Gladys Berejiklian’s top two heath advisers have praised her dedication and leadership as they continue the Covid fight without her.
Health Minister Brad Hazzard and chief health officer Kerry Chant have spent 18 months in the trenches with the premier since the state’s first outbreak.
The three foxhole buddies stood shoulder-to-shoulder at daily briefings, especially during the Delta outbreak that sent Sydney into lockdown three months ago.
But on Sunday, Dr Chant and Mr Hazzard faced the media alone after their beloved leader announced on Friday she would resign as NSW premier.
With some prompting by reporters, they paid tribute to their fallen premier – but with two very different send-offs.
Mr Hazzard admitted he was ‘saddened’ by the sudden departure, but Dr Chant maintained it was ‘inappropriate’ to share her feelings.
‘She has been an amazing premier, a person of high integrity and somebody that I would place my trust incompletely,’ Mr Hazzard said.
‘And I think that is what the community of NSW has done as well during these last 20 months.
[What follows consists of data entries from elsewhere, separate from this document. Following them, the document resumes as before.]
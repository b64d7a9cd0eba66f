//! Browser bindings: animation-frame scheduling, the DOM stage container and
//! DOM event conversion.

use std::cell::{Cell, RefCell};
use std::collections::HashMap;
use std::rc::Rc;

use gloo_render::{AnimationFrame, request_animation_frame};
use web_sys::{HtmlElement, KeyboardEvent, MouseEvent};

use crate::container::{Cursor, StageContainer};
use crate::geom::Delta;
use crate::input::{Button, Key, Modifiers, PointerEvent};
use crate::scheduler::{FrameCallback, FrameHandle, FrameScheduler};

/// Scheduler backed by `requestAnimationFrame`.
///
/// Dropping the scheduler cancels every frame still queued.
#[derive(Default)]
pub struct RafScheduler {
    frames: Rc<RefCell<HashMap<FrameHandle, AnimationFrame>>>,
    next_id: Cell<u64>,
}

impl RafScheduler {
    #[must_use]
    pub fn new() -> Self {
        Self::default()
    }
}

impl FrameScheduler for RafScheduler {
    fn request_frame(&self, callback: FrameCallback) -> FrameHandle {
        let handle = FrameHandle(self.next_id.get());
        self.next_id.set(handle.0.wrapping_add(1));
        let frames = Rc::downgrade(&self.frames);
        let frame = request_animation_frame(move |_timestamp| {
            if let Some(frames) = frames.upgrade() {
                let fired = frames.borrow_mut().remove(&handle);
                drop(fired);
            }
            callback();
        });
        self.frames.borrow_mut().insert(handle, frame);
        handle
    }

    fn cancel_frame(&self, handle: FrameHandle) {
        let removed = self.frames.borrow_mut().remove(&handle);
        if removed.is_some() {
            tracing::trace!(%handle, "animation frame cancelled");
        }
    }
}

/// The DOM element hosting the stage; cursor writes go to its inline style.
pub struct HtmlStageContainer {
    element: HtmlElement,
    cursor: Option<Cursor>,
}

impl HtmlStageContainer {
    #[must_use]
    pub fn new(element: HtmlElement) -> Self {
        Self { element, cursor: None }
    }

    #[must_use]
    pub fn element(&self) -> &HtmlElement {
        &self.element
    }
}

impl StageContainer for HtmlStageContainer {
    fn set_cursor(&mut self, cursor: Cursor) {
        if let Err(err) = self.element.style().set_property("cursor", cursor.as_css()) {
            tracing::warn!(?err, %cursor, "failed to set stage cursor");
            return;
        }
        self.cursor = Some(cursor);
    }

    fn cursor(&self) -> Option<Cursor> {
        self.cursor
    }
}

fn modifiers_of_mouse(ev: &MouseEvent) -> Modifiers {
    Modifiers { shift: ev.shift_key(), ctrl: ev.ctrl_key(), alt: ev.alt_key(), meta: ev.meta_key() }
}

/// Convert a DOM pointer/mouse event. Buttons other than primary, middle and
/// secondary yield `None`.
#[must_use]
pub fn pointer_event_from_dom(ev: &MouseEvent) -> Option<PointerEvent> {
    let button = Button::from_dom(ev.button())?;
    Some(PointerEvent {
        button,
        movement: Delta::new(f64::from(ev.movement_x()), f64::from(ev.movement_y())),
        modifiers: modifiers_of_mouse(ev),
    })
}

/// Convert a DOM keydown event into the key and modifiers shortcuts match against.
#[must_use]
pub fn key_from_dom(ev: &KeyboardEvent) -> (Key, Modifiers) {
    let modifiers = Modifiers { shift: ev.shift_key(), ctrl: ev.ctrl_key(), alt: ev.alt_key(), meta: ev.meta_key() };
    (Key(ev.key()), modifiers)
}
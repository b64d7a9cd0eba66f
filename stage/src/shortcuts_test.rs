use super::*;

fn ctrl() -> Modifiers {
    Modifiers { ctrl: true, ..Default::default() }
}

fn shift() -> Modifiers {
    Modifiers { shift: true, ..Default::default() }
}

fn key(name: &str) -> Key {
    Key(name.into())
}

// =============================================================
// Parsing
// =============================================================

#[test]
fn parse_bare_key_lowercases() {
    let s = Shortcut::parse("H").unwrap();
    assert_eq!(s.key_name(), "h");
    assert_eq!(s.modifiers(), Modifiers::default());
}

#[test]
fn parse_modifier_combo() {
    let s = Shortcut::parse("ctrl+plus").unwrap();
    assert_eq!(s.key_name(), "plus");
    assert_eq!(s.modifiers(), ctrl());
}

#[test]
fn parse_accepts_spacing_and_aliases() {
    let s = Shortcut::parse(" Control + Shift + 2 ").unwrap();
    assert_eq!(s.key_name(), "2");
    assert_eq!(s.modifiers(), Modifiers { ctrl: true, shift: true, ..Default::default() });
}

#[test]
fn parse_rejects_empty() {
    assert_eq!(Shortcut::parse("  "), Err(ShortcutError::Empty));
}

#[test]
fn parse_rejects_trailing_plus() {
    assert_eq!(Shortcut::parse("ctrl+"), Err(ShortcutError::MissingKey("ctrl+".into())));
}

#[test]
fn parse_rejects_unknown_modifier() {
    assert_eq!(Shortcut::parse("hyper+h"), Err(ShortcutError::UnknownModifier("hyper".into())));
}

#[test]
fn display_round_trips_through_parse() {
    for raw in ["h", "ctrl+plus", "ctrl+minus", "shift+1", "ctrl+alt+shift+meta+x"] {
        let parsed = Shortcut::parse(raw).unwrap();
        assert_eq!(parsed.to_string(), raw);
        assert_eq!(Shortcut::parse(&parsed.to_string()).unwrap(), parsed);
    }
}

// =============================================================
// Matching
// =============================================================

#[test]
fn matches_exact_modifiers_only() {
    let s = Shortcut::key("h");
    assert!(s.matches(&key("h"), Modifiers::default()));
    assert!(s.matches(&key("H"), Modifiers::default()));
    assert!(!s.matches(&key("h"), ctrl()));
    assert!(!s.matches(&key("j"), Modifiers::default()));
}

#[test]
fn ctrl_plus_matches_equals_and_shifted_plus() {
    let s = Shortcut::parse("ctrl+plus").unwrap();
    assert!(s.matches(&key("="), ctrl()));
    assert!(s.matches(&key("+"), Modifiers { ctrl: true, shift: true, ..Default::default() }));
    assert!(!s.matches(&key("="), Modifiers::default()));
}

#[test]
fn shift_digit_matches_shifted_symbol() {
    let s = Shortcut::parse("shift+1").unwrap();
    assert!(s.matches(&key("!"), shift()));
    assert!(s.matches(&key("1"), shift()));
    assert!(!s.matches(&key("1"), Modifiers::default()));
}

// =============================================================
// Default bindings
// =============================================================

#[test]
fn default_bindings_cover_every_action() {
    let bindings = default_bindings();
    let labels: Vec<&str> = bindings.iter().map(|b| b.label).collect();
    assert_eq!(
        labels,
        vec!["Move", "Pan Image", "Zoom In", "Zoom Out", "Zoom to fit", "Zoom to actual size"]
    );
}

#[test]
fn resolve_pan_toggle() {
    let bindings = default_bindings();
    let action = resolve(&bindings, &key("h"), Modifiers::default());
    assert_eq!(action, Some(&ToolAction::Toggle(PAN_ZOOM_TOOL_ID.into())));
}

#[test]
fn resolve_zoom_and_fit() {
    let bindings = default_bindings();
    assert_eq!(resolve(&bindings, &key("-"), ctrl()), Some(&ToolAction::Zoom(ZoomDirection::Out)));
    assert_eq!(resolve(&bindings, &key("="), ctrl()), Some(&ToolAction::Zoom(ZoomDirection::In)));
    assert_eq!(resolve(&bindings, &key("!"), shift()), Some(&ToolAction::SizeToFit));
    assert_eq!(resolve(&bindings, &key("@"), shift()), Some(&ToolAction::SizeToOriginal));
}

#[test]
fn resolve_unbound_key_is_none() {
    let bindings = default_bindings();
    assert_eq!(resolve(&bindings, &key("q"), Modifiers::default()), None);
    assert_eq!(resolve(&bindings, &key("h"), ctrl()), None);
}
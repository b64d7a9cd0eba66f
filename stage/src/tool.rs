//! Tool identity, exclusivity groups and the tagged tool variants.
//!
//! A [`Tool`] carries what every tool shares (id, group, selection flag,
//! advisory shortcut) and a [`ToolKind`] with the variant-specific state.
//! The manager dispatches lifecycle hooks and pointer input through the
//! match in this module; there is no trait object per tool.

#[cfg(test)]
#[path = "tool_test.rs"]
mod tool_test;

use std::fmt;
use std::rc::Rc;

use crate::consts::{CONTROL_GROUP, MOVE_TOOL_ID, PAN_ZOOM_TOOL_ID};
use crate::input::PointerEvent;
use crate::move_tool::MoveTool;
use crate::pan_zoom::PanZoomTool;
use crate::scheduler::FrameScheduler;
use crate::shortcuts::Shortcut;
use crate::viewport::SharedViewport;

/// Stable identifier of a registered tool.
#[derive(Debug, Clone, PartialEq, Eq, Hash)]
pub struct ToolId(String);

impl ToolId {
    #[must_use]
    pub fn new(id: impl Into<String>) -> Self {
        Self(id.into())
    }

    #[must_use]
    pub fn as_str(&self) -> &str {
        &self.0
    }
}

impl From<&str> for ToolId {
    fn from(id: &str) -> Self {
        Self::new(id)
    }
}

impl fmt::Display for ToolId {
    fn fmt(&self, f: &mut fmt::Formatter<'_>) -> fmt::Result {
        f.write_str(&self.0)
    }
}

/// Exclusivity partition: at most one tool per group is selected.
#[derive(Debug, Clone, PartialEq, Eq, Hash)]
pub struct ToolGroup(String);

impl ToolGroup {
    #[must_use]
    pub fn new(group: impl Into<String>) -> Self {
        Self(group.into())
    }

    /// The group shared by the viewport control tools.
    #[must_use]
    pub fn control() -> Self {
        Self::new(CONTROL_GROUP)
    }

    #[must_use]
    pub fn as_str(&self) -> &str {
        &self.0
    }
}

impl fmt::Display for ToolGroup {
    fn fmt(&self, f: &mut fmt::Formatter<'_>) -> fmt::Result {
        f.write_str(&self.0)
    }
}

/// Variant-specific tool state.
pub enum ToolKind {
    /// Passive selection tool.
    Move(MoveTool),
    /// Drag-to-pan and zoom controls.
    PanZoom(PanZoomTool),
}

/// A registered, selectable unit of input handling.
pub struct Tool {
    id: ToolId,
    group: ToolGroup,
    selected: bool,
    shortcut: Option<Shortcut>,
    kind: ToolKind,
}

impl Tool {
    #[must_use]
    pub fn new(id: impl Into<ToolId>, group: ToolGroup, kind: ToolKind) -> Self {
        Self { id: id.into(), group, selected: false, shortcut: None, kind }
    }

    #[must_use]
    pub fn with_shortcut(mut self, shortcut: Shortcut) -> Self {
        self.shortcut = Some(shortcut);
        self
    }

    /// The default move tool: control group, shortcut `V`.
    #[must_use]
    pub fn move_tool() -> Self {
        Self::new(MOVE_TOOL_ID, ToolGroup::control(), ToolKind::Move(MoveTool::new()))
            .with_shortcut(Shortcut::key("v"))
    }

    /// The default pan/zoom tool: control group, shortcut `H`.
    #[must_use]
    pub fn pan_zoom(scheduler: Rc<dyn FrameScheduler>) -> Self {
        Self::new(PAN_ZOOM_TOOL_ID, ToolGroup::control(), ToolKind::PanZoom(PanZoomTool::new(scheduler)))
            .with_shortcut(Shortcut::key("h"))
    }

    #[must_use]
    pub fn id(&self) -> &ToolId {
        &self.id
    }

    #[must_use]
    pub fn group(&self) -> &ToolGroup {
        &self.group
    }

    #[must_use]
    pub fn is_selected(&self) -> bool {
        self.selected
    }

    #[must_use]
    pub fn shortcut(&self) -> Option<&Shortcut> {
        self.shortcut.as_ref()
    }

    #[must_use]
    pub fn kind(&self) -> &ToolKind {
        &self.kind
    }

    /// Name a toolbar uses to pick this tool out of its group.
    #[must_use]
    pub fn tool_name(&self) -> &'static str {
        match self.kind {
            ToolKind::Move(_) => "MoveTool",
            ToolKind::PanZoom(_) => "ZoomPanTool",
        }
    }

    /// Whether annotation regions react to pointer input while this tool is selected.
    #[must_use]
    pub fn can_interact_with_regions(&self) -> bool {
        matches!(self.kind, ToolKind::Move(_))
    }

    #[must_use]
    pub fn as_pan_zoom(&self) -> Option<&PanZoomTool> {
        match &self.kind {
            ToolKind::PanZoom(tool) => Some(tool),
            ToolKind::Move(_) => None,
        }
    }

    pub fn as_pan_zoom_mut(&mut self) -> Option<&mut PanZoomTool> {
        match &mut self.kind {
            ToolKind::PanZoom(tool) => Some(tool),
            ToolKind::Move(_) => None,
        }
    }

    // --- Manager-only mutators and hooks ---

    pub(crate) fn set_selected(&mut self, selected: bool) {
        self.selected = selected;
    }

    pub(crate) fn activate(&mut self) {
        match &mut self.kind {
            ToolKind::Move(tool) => tool.activate(),
            ToolKind::PanZoom(tool) => tool.update_cursor(true),
        }
    }

    pub(crate) fn deactivate(&mut self) {
        match &mut self.kind {
            ToolKind::Move(_) => {}
            ToolKind::PanZoom(tool) => tool.deactivate(),
        }
    }

    /// Re-apply the selected tool's baseline cursor (surface became available).
    pub(crate) fn update_cursor(&mut self) {
        let selected = self.selected;
        match &mut self.kind {
            ToolKind::Move(tool) => {
                if selected {
                    tool.activate();
                }
            }
            ToolKind::PanZoom(tool) => tool.update_cursor(selected),
        }
    }

    /// Cancel queued work and flush pending state before the surface goes away.
    pub(crate) fn teardown(&mut self) {
        if let ToolKind::PanZoom(tool) = &mut self.kind {
            tool.teardown();
        }
    }

    pub(crate) fn bind_viewport(&mut self, viewport: &SharedViewport) {
        match &mut self.kind {
            ToolKind::Move(tool) => tool.bind_viewport(viewport),
            ToolKind::PanZoom(tool) => tool.bind_viewport(viewport),
        }
    }

    pub(crate) fn unbind_viewport(&mut self) {
        match &mut self.kind {
            ToolKind::Move(tool) => tool.unbind_viewport(),
            ToolKind::PanZoom(tool) => tool.unbind_viewport(),
        }
    }

    pub(crate) fn pointer_down(&mut self, event: &PointerEvent) {
        if let ToolKind::PanZoom(tool) = &mut self.kind {
            tool.pointer_down(event);
        }
    }

    pub(crate) fn pointer_move(&mut self, event: &PointerEvent) {
        if let ToolKind::PanZoom(tool) = &mut self.kind {
            tool.pointer_move(event);
        }
    }

    pub(crate) fn pointer_up(&mut self, event: &PointerEvent) {
        if let ToolKind::PanZoom(tool) = &mut self.kind {
            tool.pointer_up(event);
        }
    }
}
//! Animation-frame scheduling capability.
//!
//! ARCHITECTURE
//! ============
//! Tools never call `requestAnimationFrame` directly. They receive a
//! [`FrameScheduler`] at construction, so the browser build can plug in the
//! real display loop (`crate::web::RafScheduler`) while tests and replay
//! tooling drive frames by hand with [`ManualScheduler`].
//!
//! Cancelling is idempotent: cancelling a handle that already fired or was
//! already cancelled does nothing.

#[cfg(test)]
#[path = "scheduler_test.rs"]
mod scheduler_test;

use std::cell::{Cell, RefCell};
use std::collections::BTreeMap;
use std::fmt;

/// Callback run once before the next repaint.
pub type FrameCallback = Box<dyn FnOnce()>;

/// Opaque id of a requested frame.
#[derive(Debug, Clone, Copy, PartialEq, Eq, PartialOrd, Ord, Hash)]
pub struct FrameHandle(pub u64);

impl fmt::Display for FrameHandle {
    fn fmt(&self, f: &mut fmt::Formatter<'_>) -> fmt::Result {
        write!(f, "frame#{}", self.0)
    }
}

/// "Run this before the next repaint" / "never mind".
pub trait FrameScheduler {
    /// Queue `callback` for the next frame. Never runs it synchronously.
    fn request_frame(&self, callback: FrameCallback) -> FrameHandle;

    /// Drop a queued callback. No-op for unknown, fired or cancelled handles.
    fn cancel_frame(&self, handle: FrameHandle);
}

/// Scheduler whose frames fire only when [`ManualScheduler::run_frame`] is called.
#[derive(Default)]
pub struct ManualScheduler {
    pending: RefCell<BTreeMap<FrameHandle, FrameCallback>>,
    next_id: Cell<u64>,
    requested: Cell<usize>,
    cancelled: Cell<usize>,
}

impl ManualScheduler {
    #[must_use]
    pub fn new() -> Self {
        Self::default()
    }

    /// Fire every callback queued before this call, in request order.
    ///
    /// Callbacks requested while the frame runs wait for the next frame.
    /// Returns the number of callbacks run.
    pub fn run_frame(&self) -> usize {
        let due = std::mem::take(&mut *self.pending.borrow_mut());
        let count = due.len();
        for (handle, callback) in due {
            tracing::trace!(%handle, "running frame callback");
            callback();
        }
        count
    }

    /// Number of callbacks waiting for the next frame.
    #[must_use]
    pub fn pending(&self) -> usize {
        self.pending.borrow().len()
    }

    #[must_use]
    pub fn is_pending(&self, handle: FrameHandle) -> bool {
        self.pending.borrow().contains_key(&handle)
    }

    /// Total frames requested over the scheduler's lifetime.
    #[must_use]
    pub fn requested(&self) -> usize {
        self.requested.get()
    }

    /// Total effective cancellations (handles that were actually pending).
    #[must_use]
    pub fn cancelled(&self) -> usize {
        self.cancelled.get()
    }
}

impl FrameScheduler for ManualScheduler {
    fn request_frame(&self, callback: FrameCallback) -> FrameHandle {
        let handle = FrameHandle(self.next_id.get());
        self.next_id.set(handle.0 + 1);
        self.requested.set(self.requested.get() + 1);
        self.pending.borrow_mut().insert(handle, callback);
        handle
    }

    fn cancel_frame(&self, handle: FrameHandle) {
        if self.pending.borrow_mut().remove(&handle).is_some() {
            self.cancelled.set(self.cancelled.get() + 1);
        }
    }
}
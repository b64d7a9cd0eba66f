//! Tool registration, group exclusivity and pointer routing.
//!
//! DESIGN
//! ======
//! The manager is the only writer of `Tool::selected`. Keeping at most one
//! selected tool per group is what stops two control tools from writing the
//! same viewport transform; there are no locks because there is no
//! parallelism.

#[cfg(test)]
#[path = "manager_test.rs"]
mod manager_test;

use std::rc::Rc;

use crate::consts::CONTROL_GROUP;
use crate::input::PointerEvent;
use crate::notify::{Observers, Subscription};
use crate::pan_zoom::PanZoomTool;
use crate::tool::{Tool, ToolId};
use crate::viewport::SharedViewport;

/// Error returned by tool registration and selection.
#[derive(Debug, Clone, PartialEq, Eq, thiserror::Error)]
pub enum ToolError {
    /// A tool with the same id is already registered.
    #[error("tool already registered: {0}")]
    DuplicateTool(ToolId),
    /// No registered tool has this id.
    #[error("unknown tool: {0}")]
    UnknownTool(String),
    /// A zoom/fit action was requested but no pan/zoom tool is registered.
    #[error("no pan/zoom tool registered")]
    NoPanZoomTool,
}

/// Change published to manager observers.
#[derive(Debug, Clone, PartialEq, Eq)]
pub enum ToolEvent {
    /// A tool's selection flag changed.
    Selected { id: ToolId, selected: bool },
}

/// Ordered set of tools for one surface.
#[derive(Default)]
pub struct ToolManager {
    tools: Vec<Tool>,
    viewport: Option<SharedViewport>,
    observers: Observers<ToolEvent>,
}

impl ToolManager {
    #[must_use]
    pub fn new() -> Self {
        Self::default()
    }

    /// Add a tool. Tools registered after a viewport is bound are bound immediately.
    ///
    /// # Errors
    ///
    /// [`ToolError::DuplicateTool`] if the id is taken.
    pub fn register(&mut self, mut tool: Tool) -> Result<(), ToolError> {
        if self.index_of(tool.id().as_str()).is_some() {
            tracing::warn!(id = %tool.id(), "rejected duplicate tool registration");
            return Err(ToolError::DuplicateTool(tool.id().clone()));
        }
        if let Some(viewport) = &self.viewport {
            tool.bind_viewport(viewport);
        }
        tracing::debug!(id = %tool.id(), group = %tool.group(), "tool registered");
        self.tools.push(tool);
        Ok(())
    }

    /// Select or deselect a tool.
    ///
    /// Selecting deselects every other tool of the same group first. Hooks run
    /// only when a tool's flag actually flips.
    ///
    /// # Errors
    ///
    /// [`ToolError::UnknownTool`] if no tool has this id.
    pub fn select_tool(&mut self, id: &str, active: bool) -> Result<(), ToolError> {
        let index = self.index_of(id).ok_or_else(|| ToolError::UnknownTool(id.to_owned()))?;

        if active {
            let group = self.tools[index].group().clone();
            for (i, tool) in self.tools.iter_mut().enumerate() {
                if i == index || !tool.is_selected() || *tool.group() != group {
                    continue;
                }
                tool.set_selected(false);
                tool.deactivate();
                tracing::debug!(id = %tool.id(), "tool deselected");
                self.observers.notify(&ToolEvent::Selected { id: tool.id().clone(), selected: false });
            }
        }

        let tool = &mut self.tools[index];
        if tool.is_selected() == active {
            return Ok(());
        }
        tool.set_selected(active);
        if active {
            tool.activate();
        } else {
            tool.deactivate();
        }
        tracing::debug!(id = %tool.id(), selected = active, "tool selection changed");
        self.observers.notify(&ToolEvent::Selected { id: tool.id().clone(), selected: active });
        Ok(())
    }

    /// Registered tools in registration order.
    #[must_use]
    pub fn all_tools(&self) -> &[Tool] {
        &self.tools
    }

    #[must_use]
    pub fn tool(&self, id: &str) -> Option<&Tool> {
        self.tools.iter().find(|t| t.id().as_str() == id)
    }

    pub fn tool_mut(&mut self, id: &str) -> Option<&mut Tool> {
        self.tools.iter_mut().find(|t| t.id().as_str() == id)
    }

    /// Tools of the `control` group, in registration order.
    pub fn control_tools(&self) -> impl Iterator<Item = &Tool> {
        self.tools.iter().filter(|t| t.group().as_str() == CONTROL_GROUP)
    }

    /// First tool with this [`Tool::tool_name`].
    #[must_use]
    pub fn find_by_name(&self, name: &str) -> Option<&Tool> {
        self.tools.iter().find(|t| t.tool_name() == name)
    }

    /// The selected tool of `group`, if any.
    #[must_use]
    pub fn selected_in_group(&self, group: &str) -> Option<&Tool> {
        self.tools.iter().find(|t| t.is_selected() && t.group().as_str() == group)
    }

    /// First registered pan/zoom tool.
    #[must_use]
    pub fn pan_zoom(&self) -> Option<&PanZoomTool> {
        self.tools.iter().find_map(Tool::as_pan_zoom)
    }

    pub fn pan_zoom_mut(&mut self) -> Option<&mut PanZoomTool> {
        self.tools.iter_mut().find_map(Tool::as_pan_zoom_mut)
    }

    // --- Viewport binding ---

    /// Bind every tool (current and future) to `viewport` and refresh selected cursors.
    pub fn bind_viewport(&mut self, viewport: &SharedViewport) {
        for tool in &mut self.tools {
            tool.bind_viewport(viewport);
        }
        self.viewport = Some(Rc::clone(viewport));
        for tool in self.tools.iter_mut().filter(|t| t.is_selected()) {
            tool.update_cursor();
        }
    }

    /// Finish in-flight drags and detach every tool.
    pub fn unbind_viewport(&mut self) {
        for tool in &mut self.tools {
            tool.unbind_viewport();
        }
        self.viewport = None;
    }

    /// Tear down every tool: queued frames are cancelled and pending deltas written.
    pub fn teardown(&mut self) {
        for tool in &mut self.tools {
            tool.teardown();
        }
    }

    #[must_use]
    pub fn is_bound(&self) -> bool {
        self.viewport.is_some()
    }

    // --- Pointer routing ---

    /// Route a pointer-down to the selected tools, in registration order.
    pub fn pointer_down(&mut self, event: &PointerEvent) {
        for tool in self.tools.iter_mut().filter(|t| t.is_selected()) {
            tool.pointer_down(event);
        }
    }

    pub fn pointer_move(&mut self, event: &PointerEvent) {
        for tool in self.tools.iter_mut().filter(|t| t.is_selected()) {
            tool.pointer_move(event);
        }
    }

    pub fn pointer_up(&mut self, event: &PointerEvent) {
        for tool in self.tools.iter_mut().filter(|t| t.is_selected()) {
            tool.pointer_up(event);
        }
    }

    /// Listen for selection changes.
    pub fn subscribe(&self, listener: impl Fn(&ToolEvent) + 'static) -> Subscription<ToolEvent> {
        self.observers.subscribe(listener)
    }

    fn index_of(&self, id: &str) -> Option<usize> {
        self.tools.iter().position(|t| t.id().as_str() == id)
    }
}
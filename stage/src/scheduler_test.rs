use std::cell::Cell;
use std::rc::Rc;

use super::*;

fn counter_callback(counter: &Rc<Cell<u32>>) -> FrameCallback {
    let counter = Rc::clone(counter);
    Box::new(move || counter.set(counter.get() + 1))
}

#[test]
fn request_does_not_run_synchronously() {
    let sched = ManualScheduler::new();
    let hits = Rc::new(Cell::new(0));
    sched.request_frame(counter_callback(&hits));
    assert_eq!(hits.get(), 0);
    assert_eq!(sched.pending(), 1);
}

#[test]
fn run_frame_fires_each_callback_once() {
    let sched = ManualScheduler::new();
    let hits = Rc::new(Cell::new(0));
    sched.request_frame(counter_callback(&hits));
    sched.request_frame(counter_callback(&hits));
    assert_eq!(sched.run_frame(), 2);
    assert_eq!(hits.get(), 2);
    assert_eq!(sched.run_frame(), 0);
    assert_eq!(hits.get(), 2);
}

#[test]
fn handles_are_unique() {
    let sched = ManualScheduler::new();
    let a = sched.request_frame(Box::new(|| {}));
    let b = sched.request_frame(Box::new(|| {}));
    assert_ne!(a, b);
}

#[test]
fn cancel_prevents_callback() {
    let sched = ManualScheduler::new();
    let hits = Rc::new(Cell::new(0));
    let handle = sched.request_frame(counter_callback(&hits));
    sched.cancel_frame(handle);
    assert!(!sched.is_pending(handle));
    sched.run_frame();
    assert_eq!(hits.get(), 0);
    assert_eq!(sched.cancelled(), 1);
}

#[test]
fn cancel_twice_is_noop() {
    let sched = ManualScheduler::new();
    let handle = sched.request_frame(Box::new(|| {}));
    sched.cancel_frame(handle);
    sched.cancel_frame(handle);
    assert_eq!(sched.cancelled(), 1);
}

#[test]
fn cancel_after_fire_is_noop() {
    let sched = ManualScheduler::new();
    let hits = Rc::new(Cell::new(0));
    let handle = sched.request_frame(counter_callback(&hits));
    sched.run_frame();
    sched.cancel_frame(handle);
    sched.run_frame();
    assert_eq!(hits.get(), 1);
    assert_eq!(sched.cancelled(), 0);
}

#[test]
fn cancel_unknown_handle_is_noop() {
    let sched = ManualScheduler::new();
    sched.cancel_frame(FrameHandle(99));
    assert_eq!(sched.cancelled(), 0);
}

#[test]
fn callbacks_requested_during_frame_wait_for_next_frame() {
    let sched = Rc::new(ManualScheduler::new());
    let hits = Rc::new(Cell::new(0));
    let inner_sched = Rc::clone(&sched);
    let inner_hits = Rc::clone(&hits);
    sched.request_frame(Box::new(move || {
        inner_sched.request_frame(counter_callback(&inner_hits));
    }));
    assert_eq!(sched.run_frame(), 1);
    assert_eq!(hits.get(), 0);
    assert_eq!(sched.pending(), 1);
    assert_eq!(sched.run_frame(), 1);
    assert_eq!(hits.get(), 1);
}

#[test]
fn requested_counts_all_requests() {
    let sched = ManualScheduler::new();
    let h = sched.request_frame(Box::new(|| {}));
    sched.cancel_frame(h);
    sched.request_frame(Box::new(|| {}));
    assert_eq!(sched.requested(), 2);
}

#[test]
fn frame_handle_display() {
    assert_eq!(FrameHandle(4).to_string(), "frame#4");
}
It is awfully sad that it is come to this situation.
‘It’s a very sad situation. I feel so sad that the premier is not going to be the premier after Tuesday.
‘She has done a job which has been unbelievable. I think we are as a community forever grateful to Gladys Berejiklian.’
Mr Hazzard said she would not want her colleagues to mourn for her and instead they should stay focused on finishing what she started.
But at the end of the day, she would be the first person to say that our government must continue to govern for the community, and we all know that,’ he said.
‘We’ve heard that from her so many times but there is not one person in our government who won’t be doing everything absolutely for the community going forward.’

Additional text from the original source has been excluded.